──────── Dataset entries

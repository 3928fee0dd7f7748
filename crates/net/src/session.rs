//! Per-connection session record

use std::net::SocketAddr;
use std::sync::OnceLock;

use tracing::debug;
use uuid::Uuid;

use crate::connection::Connection;
use crate::protocol::{Extension, Extensions, ServerMessage};

pub type SessionId = Uuid;

/// Name shown for a session that has not logged in yet
pub const ANONYMOUS: &str = "ANONYMOUS";

/// Result of the HELLO exchange
#[derive(Debug, Clone, Copy, PartialEq, Eq)]
pub struct Handshake {
    /// Extensions the client declared
    pub declared: Extensions,
    /// Extensions both sides support
    pub negotiated: Extensions,
}

/// One connected client
pub struct Session {
    id: SessionId,
    connection: Connection,
    handshake: OnceLock<Handshake>,
    username: OnceLock<String>,
}

impl Session {
    pub fn new(connection: Connection) -> Self {
        Self {
            id: Uuid::new_v4(),
            connection,
            handshake: OnceLock::new(),
            username: OnceLock::new(),
        }
    }

    pub fn id(&self) -> SessionId {
        self.id
    }

    pub fn peer_addr(&self) -> SocketAddr {
        self.connection.peer_addr()
    }

    pub fn connection(&self) -> &Connection {
        &self.connection
    }

    pub fn username(&self) -> Option<&str> {
        self.username.get().map(String::as_str)
    }

    /// Username, or a placeholder before login
    pub fn display_name(&self) -> &str {
        self.username().unwrap_or(ANONYMOUS)
    }

    pub fn is_authenticated(&self) -> bool {
        self.username.get().is_some()
    }

    /// Bind the username. Only the server state calls this, under its
    /// session registry lock, so uniqueness holds.
    pub(crate) fn bind_username(&self, username: &str) -> bool {
        self.username.set(username.to_string()).is_ok()
    }

    /// Record the HELLO exchange. Returns false if already recorded.
    pub fn complete_handshake(&self, handshake: Handshake) -> bool {
        self.handshake.set(handshake).is_ok()
    }

    pub fn handshake(&self) -> Option<Handshake> {
        self.handshake.get().copied()
    }

    pub fn negotiated(&self) -> Extensions {
        self.handshake()
            .map(|h| h.negotiated)
            .unwrap_or_default()
    }

    /// Whether this session may send and receive chat
    pub fn can_chat(&self) -> bool {
        self.is_authenticated() && self.negotiated().contains(Extension::Chat)
    }

    pub fn send(&self, message: &ServerMessage) {
        let line = message.encode();
        debug!(session_id = %self.id, user = %self.display_name(), line = %line, "Send");
        self.connection.write(line);
    }
}

impl std::fmt::Debug for Session {
    fn fmt(&self, f: &mut std::fmt::Formatter<'_>) -> std::fmt::Result {
        f.debug_struct("Session")
            .field("id", &self.id)
            .field("peer", &self.peer_addr())
            .field("username", &self.username())
            .finish()
    }
}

────────────────

__What to produce__: Provide a verbatim reproduction of all the records.

__Answer box__:
repository 3928fee0dd7f7748
filename crates/net/src/session.rs
//! Per-connection session record

use std::net::SocketAddr;
use std::sync::OnceLock;

use tracing::debug;
use uuid::Uuid;

use crate::connection::Connection;
use crate::protocol::{Extension, Extensions, ServerMessage};

pub type SessionId = Uuid;

/// Name shown for a session that has not logged in yet
pub const ANONYMOUS: &str = "ANONYMOUS";

/// Result of the HELLO exchange
#[derive(Debug, Clone, Copy, PartialEq, Eq)]
pub struct Handshake {
    /// Extensions the client declared
    pub declared: Extensions,
    /// Extensions both sides support
    pub negotiated: Extensions,
}

/// One connected client
pub struct Session {
    id: SessionId,
    connection: Connection,
    handshake: OnceLock<Handshake>,
    username: OnceLock<String>,
}

impl Session {
    pub fn new(connection: Connection) -> Self {
        Self {
            id: Uuid::new_v4(),
            connection,
            handshake: OnceLock::new(),
            username: OnceLock::new(),
        }
    }

    pub fn id(&self) -> SessionId {
        self.id
    }

    pub fn peer_addr(&self) -> SocketAddr {
        self.connection.peer_addr()
    }

    pub fn connection(&self) -> &Connection {
        &self.connection
    }

    pub fn username(&self) -> Option<&str> {
        self.username.get().map(String::as_str)
    }

    /// Username, or a placeholder before login
    pub fn display_name(&self) -> &str {
        self.username().unwrap_or(ANONYMOUS)
    }

    pub fn is_authenticated(&self) -> bool {
        self.username.get().is_some()
    }

    /// Bind the username. Only the server state calls this, under its
    /// session registry lock, so uniqueness holds.
    pub(crate) fn bind_username(&self, username: &str) -> bool {
        self.username.set(username.to_string()).is_ok()
    }

    /// Record the HELLO exchange. Returns false if already recorded.
    pub fn complete_handshake(&self, handshake: Handshake) -> bool {
        self.handshake.set(handshake).is_ok()
    }

    pub fn handshake(&self) -> Option<Handshake> {
        self.handshake.get().copied()
    }

    pub fn negotiated(&self) -> Extensions {
        self.handshake()
            .map(|h| h.negotiated)
            .unwrap_or_default()
    }

    /// Whether this session may send and receive chat
    pub fn can_chat(&self) -> bool {
        self.is_authenticated() && self.negotiated().contains(Extension::Chat)
    }

    pub fn send(&self, message: &ServerMessage) {
        let line = message.encode();
        debug!(session_id = %self.id, user = %self.display_name(), line = %line, "Send");
        self.connection.write(line);
    }
}

impl std::fmt::Debug for Session {
    fn fmt(&self, f: &mut std::fmt::Formatter<'_>) -> std::fmt::Result {
        f.debug_struct("Session")
            .field("id", &self.id)
            .field("peer", &self.peer_addr())
            .field("username", &self.username())
            .finish()
    }
}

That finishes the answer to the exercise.